Give back each line of the listing below that contains the string "InvalidChecksum".
□ □ □ □ □ □ □
mod cli;
mod output;
mod serial;

use clap::Parser;
use serialport::SerialPortType;
use simple_eyre::{eyre::eyre, Result};
use std::io::Write;
use termcolor::{Color, ColorSpec, WriteColor};
use torchbearer::{Backend, ExposureMode};

use cli::*;
use output::{color_stream, StatusLine};
use serial::DeviceConf;

fn main() -> Result<()> {
    simple_eyre::install()?;
    let cli = Cli::parse();
    init_logging(cli.log_level.as_deref());

    match &cli.command {
        Commands::List => list_serial(),
        Commands::Backends => list_backends(),
        Commands::Info(conf) => get_info(conf),
        Commands::Exposure(subcomm) => match &subcomm.command {
            ExposureCommands::Get(conf) => get_exposure(conf),
            ExposureCommands::Set(conf) => set_exposure(conf),
        },
        Commands::Read(conf) => read(conf),
    }
}

fn init_logging(level: Option<&str>) {
    let mut builder = env_logger::Builder::from_default_env();
    if let Some(level) = level {
        builder.parse_filters(level);
    }
    builder.init();
}

fn list_serial() -> Result<()> {
    let mut stdout = color_stream(atty::Stream::Stdout);
    let ports = serialport::available_ports()?;
    let (color, header) = match ports.len() {
        0 => (Color::Red, "No serial ports found."),
        _ => (Color::Green, "Serial ports:"),
    };
    stdout.set_color(ColorSpec::new().set_fg(Some(color)))?;
    writeln!(stdout, "{}", header)?;
    stdout.reset()?;
    for port in ports {
        match port.port_type {
            SerialPortType::UsbPort(usb) => writeln!(
                stdout,
                "  {} (USB {:04x}:{:04x} {})",
                port.port_name,
                usb.vid,
                usb.pid,
                usb.product.as_deref().unwrap_or("unknown product")
            )?,
            _ => writeln!(stdout, "  {}", port.port_name)?,
        }
    }
    Ok(())
}

fn list_backends() -> Result<()> {
    println!("Available backends:");
    for backend in Backend::ALL {
        println!("  {} ({})", backend, backend.aliases().join(", "));
    }
    Ok(())
}

fn get_info(conf: &DeviceConf) -> Result<()> {
    let mut session = conf.open_session()?;
    let info = session.basic_info()?;
    println!("Backend: {}", conf.device.backend);
    println!("{}", info);
    session.close()?;
    Ok(())
}

fn get_exposure(conf: &DeviceConf) -> Result<()> {
    let mut session = conf.open_session()?;
    println!("Exposure mode: {}", session.exposure_mode()?);
    println!(
        "Exposure time: {} ms",
        f64::from(session.exposure_time()?) / 1000.0
    );
    session.close()?;
    Ok(())
}

fn set_exposure(conf: &SetExposureConf) -> Result<()> {
    let mut session = conf.device.open_session()?;
    match conf.exposure {
        ExposureSetting::Auto => {
            if !session.set_exposure_mode(ExposureMode::Automatic)? {
                return Err(eyre!("Device refused automatic exposure mode"));
            }
        }
        ExposureSetting::Manual { time_ms } => {
            if !session.set_exposure_mode(ExposureMode::Manual)? {
                return Err(eyre!("Device refused manual exposure mode"));
            }
            let time_us = (time_ms * 1000.0).round() as u32;
            if !session.set_exposure_time(time_us)? {
                return Err(eyre!("Device refused exposure time of {} ms", time_ms));
            }
        }
    }
    session.close()?;
    Ok(())
}

fn read(conf: &ReadConf) -> Result<()> {
    let config = conf.acquisition_config()?;
    let mut writer = conf.output.writer()?;
    let mut status = StatusLine::new(conf.peak_window)?;
    let mut session = conf.device.open_session()?;

    let mut taken = 0;
    let mut failure = None;
    session.acquire_with(&config, |spectrum| {
        taken += 1;
        if let Err(err) = status
            .print(taken, &spectrum)
            .and_then(|_| writer.write(&spectrum))
        {
            failure = Some(err);
            return false;
        }
        if conf.oneshot && spectrum.status.is_normal() {
            return false;
        }
        conf.count.map_or(true, |count| taken < count)
    })?;
    session.close()?;

    match failure {
        Some(err) => Err(err),
        None => Ok(()),
    }
}
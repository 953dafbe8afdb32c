//! Package framing: `magic(2) | length(3, LE) | type(1) | payload | checksum(1) | 0D 0A`.
//!
//! Length covers the whole package, from the first magic byte to the terminator. Checksum is
//! the sum of every byte before it, truncated to 8 bits.

use crate::error::{Error, Result};
use bytes::{BufMut, Bytes, BytesMut};

pub const HOST_MAGIC: [u8; 2] = [0xCC, 0x01];
pub const DEVICE_MAGIC: [u8; 2] = [0xCC, 0x81];
pub const TERMINATOR: [u8; 2] = [0x0D, 0x0A];

/// Magic + length, enough to know how long the package is
pub const HEAD_SIZE: usize = 5;
/// Head + type + checksum + terminator
pub const PACKAGE_OVERHEAD: usize = HEAD_SIZE + 1 + 1 + TERMINATOR.len();
pub const MAX_PACKAGE_SIZE: usize = 0xFF_FFFF;

#[derive(PartialEq, Eq, Debug, Clone, Copy)]
pub enum Direction {
    HostToDevice,
    DeviceToHost,
}

impl Direction {
    pub const fn magic(self) -> [u8; 2] {
        match self {
            Direction::HostToDevice => HOST_MAGIC,
            Direction::DeviceToHost => DEVICE_MAGIC,
        }
    }
}

/// Single package with framing stripped, payload is not interpreted yet
#[derive(PartialEq, Eq, Debug, Clone)]
pub struct Frame {
    pub code: u8,
    pub payload: Bytes,
}

pub fn checksum(bytes: &[u8]) -> u8 {
    bytes.iter().fold(0u8, |accum, b| accum.wrapping_add(*b))
}

pub fn encode_frame(
    direction: Direction,
    code: u8,
    payload: &[u8],
    dst: &mut BytesMut,
) -> Result<()> {
    let length = PACKAGE_OVERHEAD + payload.len();
    if length > MAX_PACKAGE_SIZE {
        return Err(Error::PayloadTooLong(payload.len()));
    }
    let start = dst.len();
    dst.reserve(length);
    dst.extend_from_slice(&direction.magic());
    dst.put_uint_le(length as u64, 3);
    dst.put_u8(code);
    dst.extend_from_slice(payload);
    let crc = checksum(&dst[start..]);
    dst.put_u8(crc);
    dst.extend_from_slice(&TERMINATOR);
    Ok(())
}

/// Splits a single package off the front of `src`.
///
/// Returns `Ok(None)` and leaves `src` untouched while the package is incomplete. Any
/// framing violation is an error, there is no resynchronization on a corrupted stream.
pub fn decode_frame(direction: Direction, src: &mut BytesMut) -> Result<Option<Frame>> {
    if src.len() < HEAD_SIZE {
        return Ok(None);
    }
    if src[..2] != direction.magic() {
        return Err(Error::InvalidStartBytes(src[0], src[1]));
    }
    let length = usize::from(src[2]) | usize::from(src[3]) << 8 | usize::from(src[4]) << 16;
    if length < PACKAGE_OVERHEAD {
        return Err(Error::InvalidLength(length));
    }
    if src.len() < length {
        // Data packages are large, avoid growing the buffer chunk by chunk
        src.reserve(length - src.len());
        return Ok(None);
    }

    let expected = checksum(&src[..length - 3]);
    let actual = src[length - 3];
    if expected != actual {
        return Err(Error::InvalidChecksum { expected, actual });
    }
    if src[length - 2..length] != TERMINATOR {
        return Err(Error::InvalidEndBytes(src[length - 2], src[length - 1]));
    }

    let package = src.split_to(length).freeze();
    Ok(Some(Frame {
        code: package[HEAD_SIZE],
        payload: package.slice(HEAD_SIZE + 1..length - 3),
    }))
}

#[cfg(test)]
mod tests {
    use super::*;
    use claims::*;

    fn device_frame(code: u8, payload: &[u8]) -> BytesMut {
        let mut buf = BytesMut::new();
        encode_frame(Direction::DeviceToHost, code, payload, &mut buf).unwrap();
        buf
    }

    #[test]
    fn encode_get_range() {
        let mut dst = BytesMut::new();
        encode_frame(Direction::HostToDevice, 0x0F, &[], &mut dst).unwrap();
        assert_eq!(
            &dst[..],
            &[0xCC, 0x01, 0x09, 0x00, 0x00, 0x0F, 0xE5, 0x0D, 0x0A]
        );
    }

    #[test]
    fn encode_checksum_wraps() {
        let mut dst = BytesMut::new();
        encode_frame(Direction::HostToDevice, 0x0C, &[0xFF, 0xFF, 0xFF, 0xFF], &mut dst).unwrap();
        assert_eq!(dst.len(), 13);
        assert_eq!(dst[2], 13);
        assert_eq!(dst[10], checksum(&dst[..10]));
        assert_eq!(&dst[11..], &TERMINATOR);
    }

    #[test]
    fn frame_round_trip() {
        let payload: Vec<u8> = (0..=255).collect();
        let mut buf = device_frame(0x33, &payload);
        let frame = decode_frame(Direction::DeviceToHost, &mut buf)
            .unwrap()
            .unwrap();
        assert_eq!(frame.code, 0x33);
        assert_eq!(&frame.payload[..], &payload[..]);
        assert!(buf.is_empty());
    }

    #[test]
    fn wait_for_full_frame() {
        let full = device_frame(0x0D, &[0x10, 0x27, 0x00, 0x00]);
        for cut in 0..full.len() {
            let mut partial = BytesMut::from(&full[..cut]);
            assert_ok_eq!(decode_frame(Direction::DeviceToHost, &mut partial), None);
            assert_eq!(&partial[..], &full[..cut]);
        }
    }

    #[test]
    fn reject_wrong_magic() {
        let mut buf = BytesMut::new();
        encode_frame(Direction::HostToDevice, 0x04, &[], &mut buf).unwrap();
        assert_matches!(
            decode_frame(Direction::DeviceToHost, &mut buf),
            Err(Error::InvalidStartBytes(0xCC, 0x01))
        );
    }

    #[test]
    fn reject_short_length() {
        let mut buf = BytesMut::from(&[0xCC, 0x81, 0x05, 0x00, 0x00, 0x04][..]);
        assert_matches!(
            decode_frame(Direction::DeviceToHost, &mut buf),
            Err(Error::InvalidLength(5))
        );
    }

    #[test]
    fn reject_corrupted_checksum() {
        let clean = device_frame(0x08, b"Y21B7W-0001");
        // Any single byte after the length field, checksum included, breaks the sum
        for idx in HEAD_SIZE..clean.len() - 2 {
            let mut corrupted = clean.clone();
            corrupted[idx] ^= 0x5A;
            assert_matches!(
                decode_frame(Direction::DeviceToHost, &mut corrupted),
                Err(Error::InvalidChecksum { .. })
            );
        }
    }

    #[test]
    fn reject_bad_terminator() {
        let mut buf = device_frame(0x04, &[]);
        let last = buf.len() - 1;
        buf[last] = 0x0B;
        assert_matches!(
            decode_frame(Direction::DeviceToHost, &mut buf),
            Err(Error::InvalidEndBytes(0x0D, 0x0B))
        );
    }
}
□ □ □ □ □ □ □
RESULT OF THE EXERCISE:
        return Err(Error::InvalidChecksum { expected, actual });
                Err(Error::InvalidChecksum { .. })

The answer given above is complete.